DIRECTIONS: Your task is to find every line in the records that holds the string "fallback" and copy it.

DATA LISTING:
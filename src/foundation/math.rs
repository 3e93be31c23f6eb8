use crate::foundation::core::{Interval, Point, Rect, Size, Vec2};

/// Axis-aligned box of `size` centered on `center`.
pub fn bbox_around(center: Point, size: Size) -> Rect {
    Rect::from_center_size(center, size)
}

/// Middle of the bottom edge.
pub fn bottom_center(r: Rect) -> Point {
    Point::new(r.center().x, r.y1)
}

/// Middle of the top edge.
pub fn top_center(r: Rect) -> Point {
    Point::new(r.center().x, r.y0)
}

/// Box covering `interval` on a single monospace line.
///
/// `left` is the x of letter 0; the line is vertically centered on `y = 0`.
pub fn interval_bbox(left: f64, letter: Size, interval: Interval) -> Rect {
    let x0 = left + letter.width * interval.start;
    Rect::new(
        x0,
        -letter.height / 2.0,
        x0 + letter.width * interval.len(),
        letter.height / 2.0,
    )
}

/// Inner control points of the S-shaped connector between `p0` and `p3`.
///
/// Each control point is pushed vertically, away from its endpoint and toward the other one,
/// by the vertical distance from that endpoint to the midpoint. The curve flattens as the
/// endpoints reach the same height and degenerates to a straight line when they share x.
pub fn s_curve_controls(p0: Point, p3: Point) -> (Point, Point) {
    let mid = p0.midpoint(p3);
    let p1 = p0 + Vec2::new(0.0, (mid.y - p0.y).abs());
    let p2 = p3 - Vec2::new(0.0, (p3.y - mid.y).abs());
    (p1, p2)
}

#[cfg(test)]
#[path = "../../tests/unit/foundation/math.rs"]
mod tests;
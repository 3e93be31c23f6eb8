use std::{borrow::Cow, cell::RefCell, collections::HashMap, sync::Arc};

use usvg::fontdb::{Database, ID};

use crate::{assets::fonts, foundation::core::Size};

/// Font settings shared by text and code nodes.
#[derive(Clone, Debug, PartialEq, serde::Serialize, serde::Deserialize)]
pub struct TextStyle {
    /// Font size in pixels.
    pub font_size: f64,
    /// Extra advance added after every letter, in pixels.
    pub letter_spacing: f64,
    /// CSS-style family name, passed through to the renderer.
    pub font_family: String,
    /// Bold weight.
    pub bold: bool,
}

impl Default for TextStyle {
    fn default() -> Self {
        Self {
            font_size: 48.0,
            letter_spacing: 0.0,
            font_family: "monospace".to_owned(),
            bold: false,
        }
    }
}

impl TextStyle {
    /// Label style used for graph nodes and edge captions.
    pub fn label(font_size: f64) -> Self {
        Self {
            font_size,
            letter_spacing: 0.0,
            font_family: "Inter".to_owned(),
            bold: true,
        }
    }
}

/// Text measurement capability supplied by the host.
pub trait TextMeasure {
    /// Size of the laid-out `text` (may contain `\n`).
    fn measure(&self, text: &str, style: &TextStyle) -> Size;
}

/// Fixed-advance metrics: every letter is `advance_em` wide, every line `line_height_em` tall.
///
/// Independent of the installed fonts, which keeps layout tests exact.
#[derive(Clone, Copy, Debug, PartialEq)]
pub struct MonospaceMeasure {
    /// Glyph advance as a fraction of the font size.
    pub advance_em: f64,
    /// Line height as a fraction of the font size.
    pub line_height_em: f64,
}

impl Default for MonospaceMeasure {
    fn default() -> Self {
        Self {
            advance_em: 0.6,
            line_height_em: 1.25,
        }
    }
}

impl TextMeasure for MonospaceMeasure {
    fn measure(&self, text: &str, style: &TextStyle) -> Size {
        let advance = self.advance_em * style.font_size + style.letter_spacing;
        let mut lines = 0usize;
        let mut widest = 0usize;
        for line in text.split('\n') {
            lines += 1;
            widest = widest.max(line.chars().count());
        }
        Size::new(
            (widest as f64) * advance,
            (lines as f64) * self.line_height_em * style.font_size,
        )
    }
}

/// Metrics from shaping the text with `parley`, using the face the rasterizer draws with.
///
/// Faces are copied out of the font database into parley's collection the first time they are
/// needed. Falls back to [`MonospaceMeasure`] when the database has no faces at all.
pub struct FontMeasure {
    fontdb: Arc<Database>,
    engine: RefCell<LayoutEngine>,
    fallback: MonospaceMeasure,
}

struct LayoutEngine {
    font_ctx: parley::FontContext,
    layout_ctx: parley::LayoutContext<()>,
    // fontdb face -> family name registered with parley
    registered: HashMap<ID, String>,
}

impl Default for FontMeasure {
    fn default() -> Self {
        Self::system()
    }
}

impl std::fmt::Debug for FontMeasure {
    fn fmt(&self, f: &mut std::fmt::Formatter<'_>) -> std::fmt::Result {
        f.debug_struct("FontMeasure")
            .field("font_faces", &self.fontdb.len())
            .finish_non_exhaustive()
    }
}

impl FontMeasure {
    /// Measure with the system fonts.
    pub fn system() -> Self {
        Self::new(fonts::system_fontdb())
    }

    /// Measure with the faces of `fontdb`.
    pub fn new(fontdb: Arc<Database>) -> Self {
        Self {
            fontdb,
            engine: RefCell::new(LayoutEngine {
                font_ctx: parley::FontContext::default(),
                layout_ctx: parley::LayoutContext::new(),
                registered: HashMap::new(),
            }),
            fallback: MonospaceMeasure::default(),
        }
    }

    fn layout_size(&self, text: &str, style: &TextStyle) -> Option<Size> {
        let face = fonts::face_for_style(&self.fontdb, style)?;
        let mut engine = self.engine.borrow_mut();
        let LayoutEngine {
            font_ctx,
            layout_ctx,
            registered,
        } = &mut *engine;

        let family = match registered.get(&face) {
            Some(name) => name.clone(),
            None => {
                let name = self
                    .fontdb
                    .face(face)?
                    .families
                    .first()
                    .map(|(name, _)| name.clone())?;
                let bytes = self.fontdb.with_face_data(face, |data, _| data.to_vec())?;
                font_ctx
                    .collection
                    .register_fonts(parley::fontique::Blob::from(bytes), None);
                tracing::trace!(family = %name, "registered face for measurement");
                registered.insert(face, name.clone());
                name
            }
        };

        let weight = if style.bold {
            parley::style::FontWeight::BOLD
        } else {
            parley::style::FontWeight::NORMAL
        };
        let mut builder = layout_ctx.ranged_builder(font_ctx, text, 1.0, true);
        builder.push_default(parley::style::StyleProperty::FontStack(
            parley::style::FontStack::Source(Cow::Owned(family)),
        ));
        builder.push_default(parley::style::StyleProperty::FontSize(
            style.font_size as f32,
        ));
        builder.push_default(parley::style::StyleProperty::FontWeight(weight));
        builder.push_default(parley::style::StyleProperty::LetterSpacing(
            style.letter_spacing as f32,
        ));

        let mut layout: parley::Layout<()> = builder.build(text);
        layout.break_all_lines(None);
        Some(Size::new(
            f64::from(layout.width()),
            f64::from(layout.height()),
        ))
    }
}

impl TextMeasure for FontMeasure {
    fn measure(&self, text: &str, style: &TextStyle) -> Size {
        self.layout_size(text, style)
            .unwrap_or_else(|| self.fallback.measure(text, style))
    }
}

#[cfg(test)]
#[path = "../../tests/unit/scene/measure.rs"]
mod tests;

ANSWER SECTION:
    fallback: MonospaceMeasure,
            fallback: MonospaceMeasure::default(),
            .unwrap_or_else(|| self.fallback.measure(text, style))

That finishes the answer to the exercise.